■ Requirement
Nothing outside the range is wanted. Repeat exactly the lines below from the one with "key_fn: impl Fn(&RawRecord)" through the one with "to parse cache".
*** Opening of Provided material ***
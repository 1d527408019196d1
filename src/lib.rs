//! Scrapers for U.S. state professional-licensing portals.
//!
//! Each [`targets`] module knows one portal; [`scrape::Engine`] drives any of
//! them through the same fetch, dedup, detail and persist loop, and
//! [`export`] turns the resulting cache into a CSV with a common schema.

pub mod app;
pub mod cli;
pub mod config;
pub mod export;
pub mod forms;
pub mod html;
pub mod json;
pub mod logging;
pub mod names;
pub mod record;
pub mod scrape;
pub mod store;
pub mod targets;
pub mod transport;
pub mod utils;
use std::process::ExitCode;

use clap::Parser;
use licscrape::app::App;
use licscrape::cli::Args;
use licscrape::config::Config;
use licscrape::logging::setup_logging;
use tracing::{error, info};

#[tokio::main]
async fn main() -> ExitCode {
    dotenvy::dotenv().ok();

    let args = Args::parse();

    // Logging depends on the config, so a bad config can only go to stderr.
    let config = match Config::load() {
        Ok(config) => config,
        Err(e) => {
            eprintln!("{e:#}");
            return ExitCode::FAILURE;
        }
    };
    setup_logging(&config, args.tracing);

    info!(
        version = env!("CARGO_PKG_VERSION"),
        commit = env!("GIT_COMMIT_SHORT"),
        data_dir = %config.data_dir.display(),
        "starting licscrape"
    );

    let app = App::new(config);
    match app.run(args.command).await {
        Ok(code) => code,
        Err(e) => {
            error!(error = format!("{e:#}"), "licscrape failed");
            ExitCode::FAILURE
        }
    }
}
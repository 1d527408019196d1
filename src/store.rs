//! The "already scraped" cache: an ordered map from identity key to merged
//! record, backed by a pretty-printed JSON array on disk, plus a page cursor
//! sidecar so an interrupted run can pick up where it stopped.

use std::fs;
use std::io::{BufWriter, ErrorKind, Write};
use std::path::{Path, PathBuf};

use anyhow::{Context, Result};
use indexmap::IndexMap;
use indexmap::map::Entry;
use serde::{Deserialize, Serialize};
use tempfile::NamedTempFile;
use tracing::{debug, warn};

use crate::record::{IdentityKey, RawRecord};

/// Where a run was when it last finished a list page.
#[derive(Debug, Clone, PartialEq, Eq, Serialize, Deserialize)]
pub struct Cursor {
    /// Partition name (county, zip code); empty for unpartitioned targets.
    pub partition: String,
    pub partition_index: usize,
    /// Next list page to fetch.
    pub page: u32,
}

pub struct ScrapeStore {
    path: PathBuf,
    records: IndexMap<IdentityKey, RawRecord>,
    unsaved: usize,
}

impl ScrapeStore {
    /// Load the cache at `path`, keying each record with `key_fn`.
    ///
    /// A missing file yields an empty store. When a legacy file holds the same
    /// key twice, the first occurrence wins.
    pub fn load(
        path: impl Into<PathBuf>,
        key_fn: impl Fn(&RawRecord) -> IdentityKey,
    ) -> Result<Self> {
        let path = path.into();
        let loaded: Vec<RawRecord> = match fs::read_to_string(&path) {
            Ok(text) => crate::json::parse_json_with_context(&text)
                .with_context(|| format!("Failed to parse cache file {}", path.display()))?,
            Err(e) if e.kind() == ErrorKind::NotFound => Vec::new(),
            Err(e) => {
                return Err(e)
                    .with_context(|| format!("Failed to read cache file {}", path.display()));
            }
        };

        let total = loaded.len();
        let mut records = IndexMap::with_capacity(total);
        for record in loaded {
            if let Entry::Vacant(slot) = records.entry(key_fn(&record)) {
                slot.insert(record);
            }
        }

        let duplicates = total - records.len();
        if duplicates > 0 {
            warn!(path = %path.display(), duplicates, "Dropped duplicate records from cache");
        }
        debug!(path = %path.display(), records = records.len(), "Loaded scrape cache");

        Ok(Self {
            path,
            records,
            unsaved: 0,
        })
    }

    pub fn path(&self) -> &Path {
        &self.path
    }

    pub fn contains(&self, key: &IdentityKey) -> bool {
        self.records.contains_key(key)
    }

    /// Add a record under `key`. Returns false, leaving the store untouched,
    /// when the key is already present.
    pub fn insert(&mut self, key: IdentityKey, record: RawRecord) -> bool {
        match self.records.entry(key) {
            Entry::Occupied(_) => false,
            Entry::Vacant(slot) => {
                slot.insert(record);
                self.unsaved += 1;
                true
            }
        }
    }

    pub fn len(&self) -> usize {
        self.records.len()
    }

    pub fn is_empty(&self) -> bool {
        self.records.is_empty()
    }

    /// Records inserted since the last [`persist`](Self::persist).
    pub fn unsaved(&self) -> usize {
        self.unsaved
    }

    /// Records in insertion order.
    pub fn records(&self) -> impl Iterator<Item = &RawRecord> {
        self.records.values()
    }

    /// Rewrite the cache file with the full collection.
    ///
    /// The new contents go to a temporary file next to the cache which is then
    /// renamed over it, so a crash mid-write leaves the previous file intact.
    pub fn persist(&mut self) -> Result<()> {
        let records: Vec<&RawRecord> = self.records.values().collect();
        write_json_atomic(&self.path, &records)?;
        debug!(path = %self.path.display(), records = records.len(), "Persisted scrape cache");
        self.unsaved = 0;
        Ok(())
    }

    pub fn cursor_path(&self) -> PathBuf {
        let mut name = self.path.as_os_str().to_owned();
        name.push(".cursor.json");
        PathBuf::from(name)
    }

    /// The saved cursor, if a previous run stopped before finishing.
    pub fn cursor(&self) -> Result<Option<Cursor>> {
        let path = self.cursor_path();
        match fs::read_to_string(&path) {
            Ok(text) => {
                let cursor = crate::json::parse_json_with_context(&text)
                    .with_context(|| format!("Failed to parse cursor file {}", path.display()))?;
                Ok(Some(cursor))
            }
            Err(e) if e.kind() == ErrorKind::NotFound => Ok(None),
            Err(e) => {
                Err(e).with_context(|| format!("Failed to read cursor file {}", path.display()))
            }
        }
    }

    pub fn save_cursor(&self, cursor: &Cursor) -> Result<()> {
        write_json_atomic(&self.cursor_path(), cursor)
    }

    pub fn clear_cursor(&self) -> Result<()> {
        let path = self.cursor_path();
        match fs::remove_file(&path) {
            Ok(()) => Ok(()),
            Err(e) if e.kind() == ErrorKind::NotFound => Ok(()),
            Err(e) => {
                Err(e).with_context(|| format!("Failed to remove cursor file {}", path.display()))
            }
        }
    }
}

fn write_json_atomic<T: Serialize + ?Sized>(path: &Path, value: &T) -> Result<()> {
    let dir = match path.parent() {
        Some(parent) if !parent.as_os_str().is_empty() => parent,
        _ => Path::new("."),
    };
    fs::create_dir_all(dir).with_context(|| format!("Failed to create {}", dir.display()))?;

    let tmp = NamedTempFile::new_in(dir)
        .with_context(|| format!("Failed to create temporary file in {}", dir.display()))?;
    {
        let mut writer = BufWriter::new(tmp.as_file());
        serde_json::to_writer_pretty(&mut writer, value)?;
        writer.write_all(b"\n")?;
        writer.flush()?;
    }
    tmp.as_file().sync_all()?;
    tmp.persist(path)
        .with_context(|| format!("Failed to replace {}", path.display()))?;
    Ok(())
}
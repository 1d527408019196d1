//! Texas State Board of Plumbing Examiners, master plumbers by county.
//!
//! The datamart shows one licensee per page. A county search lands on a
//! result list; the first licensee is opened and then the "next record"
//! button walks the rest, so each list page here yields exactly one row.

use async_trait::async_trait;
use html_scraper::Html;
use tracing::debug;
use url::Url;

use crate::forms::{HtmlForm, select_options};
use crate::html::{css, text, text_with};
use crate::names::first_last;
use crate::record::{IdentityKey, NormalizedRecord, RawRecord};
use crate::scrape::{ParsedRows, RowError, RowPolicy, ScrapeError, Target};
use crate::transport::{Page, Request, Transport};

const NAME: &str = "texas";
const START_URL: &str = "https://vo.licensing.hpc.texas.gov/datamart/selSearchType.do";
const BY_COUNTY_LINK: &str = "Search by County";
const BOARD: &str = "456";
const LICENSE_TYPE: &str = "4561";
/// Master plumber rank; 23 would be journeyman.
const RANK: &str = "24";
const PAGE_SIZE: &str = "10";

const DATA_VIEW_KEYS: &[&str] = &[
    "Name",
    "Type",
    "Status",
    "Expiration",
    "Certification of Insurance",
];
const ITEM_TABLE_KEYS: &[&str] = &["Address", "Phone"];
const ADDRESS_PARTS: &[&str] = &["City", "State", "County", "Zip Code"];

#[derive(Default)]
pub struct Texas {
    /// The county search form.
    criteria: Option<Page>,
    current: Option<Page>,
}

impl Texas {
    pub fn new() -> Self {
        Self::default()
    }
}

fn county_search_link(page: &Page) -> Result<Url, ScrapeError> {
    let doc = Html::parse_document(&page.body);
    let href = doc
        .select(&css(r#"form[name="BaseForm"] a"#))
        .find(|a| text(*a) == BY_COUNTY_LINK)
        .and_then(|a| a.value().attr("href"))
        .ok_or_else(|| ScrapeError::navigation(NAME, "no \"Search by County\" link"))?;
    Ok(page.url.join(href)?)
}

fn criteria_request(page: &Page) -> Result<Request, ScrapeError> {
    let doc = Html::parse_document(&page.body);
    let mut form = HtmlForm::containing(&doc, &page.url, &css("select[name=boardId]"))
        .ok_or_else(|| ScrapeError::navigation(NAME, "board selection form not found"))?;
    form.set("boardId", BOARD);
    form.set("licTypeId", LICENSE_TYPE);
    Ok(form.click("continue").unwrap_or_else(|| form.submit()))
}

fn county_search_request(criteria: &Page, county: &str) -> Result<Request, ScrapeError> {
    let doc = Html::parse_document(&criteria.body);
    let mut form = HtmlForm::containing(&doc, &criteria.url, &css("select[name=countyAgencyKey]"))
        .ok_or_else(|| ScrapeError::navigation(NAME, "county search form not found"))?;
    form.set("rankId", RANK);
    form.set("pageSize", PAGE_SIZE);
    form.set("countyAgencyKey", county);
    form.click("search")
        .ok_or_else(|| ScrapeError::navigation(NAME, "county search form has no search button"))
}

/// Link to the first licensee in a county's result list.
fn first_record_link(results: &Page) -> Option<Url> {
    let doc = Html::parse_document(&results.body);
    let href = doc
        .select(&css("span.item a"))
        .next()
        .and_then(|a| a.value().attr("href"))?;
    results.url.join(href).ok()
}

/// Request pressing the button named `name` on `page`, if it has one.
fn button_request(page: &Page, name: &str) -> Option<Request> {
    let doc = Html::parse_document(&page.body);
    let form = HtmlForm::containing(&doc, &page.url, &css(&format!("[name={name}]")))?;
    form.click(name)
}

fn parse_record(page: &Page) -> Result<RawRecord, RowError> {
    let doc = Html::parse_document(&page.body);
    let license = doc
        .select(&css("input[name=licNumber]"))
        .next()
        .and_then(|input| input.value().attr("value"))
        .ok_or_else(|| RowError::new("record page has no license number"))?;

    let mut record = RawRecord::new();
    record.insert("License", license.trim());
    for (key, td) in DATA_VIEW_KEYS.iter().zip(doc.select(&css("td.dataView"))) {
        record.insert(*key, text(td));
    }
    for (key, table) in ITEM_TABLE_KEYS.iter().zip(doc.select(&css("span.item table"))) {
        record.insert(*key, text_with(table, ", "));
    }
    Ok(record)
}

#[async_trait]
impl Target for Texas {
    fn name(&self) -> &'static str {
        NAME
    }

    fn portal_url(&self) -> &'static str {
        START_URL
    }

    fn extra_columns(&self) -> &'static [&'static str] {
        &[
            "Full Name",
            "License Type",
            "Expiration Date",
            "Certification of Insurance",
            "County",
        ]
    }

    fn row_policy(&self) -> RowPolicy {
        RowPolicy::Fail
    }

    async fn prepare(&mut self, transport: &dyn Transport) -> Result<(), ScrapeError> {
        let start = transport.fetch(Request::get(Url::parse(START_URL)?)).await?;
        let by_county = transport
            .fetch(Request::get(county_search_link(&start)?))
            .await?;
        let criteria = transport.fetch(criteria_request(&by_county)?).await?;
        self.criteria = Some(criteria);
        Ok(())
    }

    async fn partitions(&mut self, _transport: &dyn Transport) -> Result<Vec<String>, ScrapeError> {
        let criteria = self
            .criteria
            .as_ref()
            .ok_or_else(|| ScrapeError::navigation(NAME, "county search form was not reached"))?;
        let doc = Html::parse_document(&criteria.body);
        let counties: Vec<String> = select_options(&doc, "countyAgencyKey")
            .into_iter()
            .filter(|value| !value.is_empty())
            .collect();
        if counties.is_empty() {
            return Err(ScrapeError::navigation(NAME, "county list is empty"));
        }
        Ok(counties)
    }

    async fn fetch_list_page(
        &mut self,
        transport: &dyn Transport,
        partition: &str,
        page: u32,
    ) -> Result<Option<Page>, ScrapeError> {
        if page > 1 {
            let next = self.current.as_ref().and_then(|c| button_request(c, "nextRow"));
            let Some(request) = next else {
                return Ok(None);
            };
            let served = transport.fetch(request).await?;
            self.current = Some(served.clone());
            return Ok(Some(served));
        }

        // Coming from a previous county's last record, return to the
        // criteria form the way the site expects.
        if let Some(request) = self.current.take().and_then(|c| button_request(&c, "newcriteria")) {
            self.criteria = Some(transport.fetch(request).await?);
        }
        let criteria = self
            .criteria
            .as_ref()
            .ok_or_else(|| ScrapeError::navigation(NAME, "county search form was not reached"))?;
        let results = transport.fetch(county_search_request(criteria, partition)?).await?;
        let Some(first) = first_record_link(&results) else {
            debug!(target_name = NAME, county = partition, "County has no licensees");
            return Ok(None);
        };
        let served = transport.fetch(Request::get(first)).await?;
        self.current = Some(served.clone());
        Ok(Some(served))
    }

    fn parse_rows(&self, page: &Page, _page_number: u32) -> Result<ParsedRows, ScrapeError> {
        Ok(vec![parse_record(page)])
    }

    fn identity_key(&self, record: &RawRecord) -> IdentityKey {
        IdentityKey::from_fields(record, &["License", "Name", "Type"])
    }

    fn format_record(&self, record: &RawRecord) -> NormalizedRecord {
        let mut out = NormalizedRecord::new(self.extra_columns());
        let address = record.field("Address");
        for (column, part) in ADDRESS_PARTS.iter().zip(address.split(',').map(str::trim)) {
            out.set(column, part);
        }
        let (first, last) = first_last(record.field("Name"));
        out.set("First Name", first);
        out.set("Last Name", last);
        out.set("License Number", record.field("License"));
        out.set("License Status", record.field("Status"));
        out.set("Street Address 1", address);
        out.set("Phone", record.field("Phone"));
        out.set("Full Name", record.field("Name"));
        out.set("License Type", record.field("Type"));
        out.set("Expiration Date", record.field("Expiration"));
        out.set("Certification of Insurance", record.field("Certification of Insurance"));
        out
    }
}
*** Close of Provided material ***
■ Exercise solution
        key_fn: impl Fn(&RawRecord) -> IdentityKey,
    ) -> Result<Self> {
        let path = path.into();
        let loaded: Vec<RawRecord> = match fs::read_to_string(&path) {
            Ok(text) => crate::json::parse_json_with_context(&text)
                .with_context(|| format!("Failed to parse cache file {}", path.display()))?,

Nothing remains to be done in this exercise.